- Opening Delimiter -
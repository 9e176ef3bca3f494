// Sole owner of the task collection.
// Tasks live in a private in-memory SQLite table: nothing is written to disk
// and nothing outlives the session. Every read goes back to the table, so
// snapshots and statistics always reflect the latest committed mutation.
use chrono::Utc;
use rusqlite::types::{FromSql, FromSqlError, FromSqlResult, ToSql, ToSqlOutput, ValueRef};
use rusqlite::{params, Connection, OptionalExtension, Row};

use crate::app::error::{StoreError, StoreResult};
use crate::app::models::{NewTask, Priority, Task, TaskId, TaskPatch, TaskStats};
use crate::app::source::TaskSource;

// `seq` carries insertion order, `id` is the public identity.
const SCHEMA: &str = "CREATE TABLE task_item (
    Seq INTEGER PRIMARY KEY AUTOINCREMENT,
    Id INTEGER NOT NULL UNIQUE,
    Title TEXT NOT NULL,
    Category TEXT NOT NULL,
    Priority TEXT NOT NULL,
    DueTime TEXT NOT NULL,
    Completed TINYINT NOT NULL,
    CreatedAt DATETIME NOT NULL
);";

const SELECT_COLUMNS: &str =
    "SELECT Id, Title, Category, Priority, DueTime, Completed, CreatedAt FROM task_item";

impl ToSql for Priority {
    fn to_sql(&self) -> rusqlite::Result<ToSqlOutput<'_>> {
        Ok(ToSqlOutput::from(self.as_str()))
    }
}

impl FromSql for Priority {
    fn column_result(value: ValueRef<'_>) -> FromSqlResult<Self> {
        value
            .as_str()?
            .parse()
            .map_err(|err| FromSqlError::Other(Box::new(err)))
    }
}

fn task_from_row(row: &Row<'_>) -> rusqlite::Result<Task> {
    Ok(Task {
        id: row.get(0)?,
        title: row.get(1)?,
        category: row.get(2)?,
        priority: row.get(3)?,
        due_time: row.get(4)?,
        completed: row.get(5)?,
        created_at: row.get(6)?,
    })
}

pub struct TaskStore<S: TaskSource> {
    db_con: Connection,
    source: S,
    // Set by the first successful load or add; once set, load never fetches again.
    populated: bool,
}

impl<S: TaskSource> TaskStore<S> {
    pub fn new(source: S) -> StoreResult<Self> {
        let db_con = Connection::open_in_memory()?;
        db_con.execute_batch(SCHEMA)?;
        Ok(TaskStore {
            db_con,
            source,
            populated: false,
        })
    }

    // Fills the collection from the source, once.
    //
    // Returns the number of tasks loaded; `0` when the fetch was skipped because
    // the collection has already been populated. Emptying the list through
    // deletions does not make it fetch again.
    pub async fn load(&mut self) -> StoreResult<usize> {
        if self.populated || !self.is_empty()? {
            tracing::debug!("task collection already populated, skipping fetch");
            return Ok(0);
        }

        let location = self.source.describe();
        let tasks = self.source.fetch().await.map_err(|err| {
            tracing::warn!(source = %location, error = %err, "task document unavailable");
            StoreError::from(err)
        })?;

        let tx = self.db_con.transaction()?;
        {
            let mut stmt = tx.prepare(
                "INSERT INTO task_item (Id, Title, Category, Priority, DueTime, Completed, CreatedAt)
                 VALUES (?1, ?2, ?3, ?4, ?5, ?6, ?7);",
            )?;
            for task in &tasks {
                stmt.execute(params![
                    task.id,
                    task.title,
                    task.category,
                    task.priority,
                    task.due_time,
                    task.completed,
                    task.created_at,
                ])?;
            }
        }
        tx.commit()?;

        self.populated = true;
        tracing::info!(source = %location, count = tasks.len(), "loaded task document");
        Ok(tasks.len())
    }

    // READ
    // Snapshot of every task in insertion order.
    pub fn list(&self) -> StoreResult<Vec<Task>> {
        let mut stmt = self
            .db_con
            .prepare(&format!("{SELECT_COLUMNS} ORDER BY Seq"))?;
        let tasks = stmt
            .query_map([], task_from_row)?
            .collect::<rusqlite::Result<Vec<Task>>>()?;
        Ok(tasks)
    }

    pub fn get(&self, id: TaskId) -> StoreResult<Task> {
        self.db_con
            .query_row(
                &format!("{SELECT_COLUMNS} WHERE Id = ?1"),
                [id],
                task_from_row,
            )
            .optional()?
            .ok_or(StoreError::NotFound(id))
    }

    pub fn len(&self) -> StoreResult<usize> {
        let count: i64 = self
            .db_con
            .query_row("SELECT COUNT(*) FROM task_item", [], |row| row.get(0))?;
        Ok(usize::try_from(count).unwrap_or(0))
    }

    pub fn is_empty(&self) -> StoreResult<bool> {
        Ok(self.len()? == 0)
    }

    // UPDATE
    // Merges the named fields into the task and returns its new snapshot.
    pub fn update(&mut self, id: TaskId, patch: TaskPatch) -> StoreResult<Task> {
        let mut task = self.get(id)?;
        patch.apply_to(&mut task);
        self.db_con.execute(
            "UPDATE task_item SET Title = ?1, Category = ?2, Priority = ?3, DueTime = ?4, Completed = ?5
             WHERE Id = ?6;",
            params![
                task.title,
                task.category,
                task.priority,
                task.due_time,
                task.completed,
                task.id,
            ],
        )?;
        tracing::debug!(id, completed = task.completed, "updated task");
        self.get(id)
    }

    // CREATE
    // Appends a task with a fresh timestamp-derived id; it always starts pending.
    pub fn add(&mut self, new_task: NewTask) -> StoreResult<Task> {
        let now = Utc::now();
        let max_id: Option<TaskId> =
            self.db_con
                .query_row("SELECT MAX(Id) FROM task_item", [], |row| row.get(0))?;
        let id = match max_id {
            Some(max_id) => max_id
                .checked_add(1)
                .ok_or(StoreError::IdsExhausted)?
                .max(now.timestamp_millis()),
            None => now.timestamp_millis(),
        };

        self.db_con.execute(
            "INSERT INTO task_item (Id, Title, Category, Priority, DueTime, Completed, CreatedAt)
             VALUES (?1, ?2, ?3, ?4, ?5, ?6, ?7);",
            params![
                id,
                new_task.title,
                new_task.category,
                new_task.priority,
                new_task.due_time,
                false,
                now,
            ],
        )?;
        self.populated = true;
        tracing::debug!(id, "added task");
        self.get(id)
    }

    // DELETE
    // Removes the task if present. An unknown id is not an error; the return
    // value only says whether a row was actually removed.
    pub fn remove(&mut self, id: TaskId) -> StoreResult<bool> {
        let removed = self
            .db_con
            .execute("DELETE FROM task_item WHERE Id = ?1;", [id])?;
        tracing::debug!(id, removed, "removed task");
        Ok(removed > 0)
    }

    pub fn stats(&self) -> StoreResult<TaskStats> {
        let (total, completed): (i64, i64) = self.db_con.query_row(
            "SELECT COUNT(*), COALESCE(SUM(Completed), 0) FROM task_item",
            [],
            |row| Ok((row.get(0)?, row.get(1)?)),
        )?;
        Ok(TaskStats::new(
            usize::try_from(total).unwrap_or(0),
            usize::try_from(completed).unwrap_or(0),
        ))
    }
}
- Closing Delimiter -
# [TASK DESCRIPTION]
Say how many lines above include "bool", please, and nothing else.

# [OUTPUT FOR THIS TASK]
3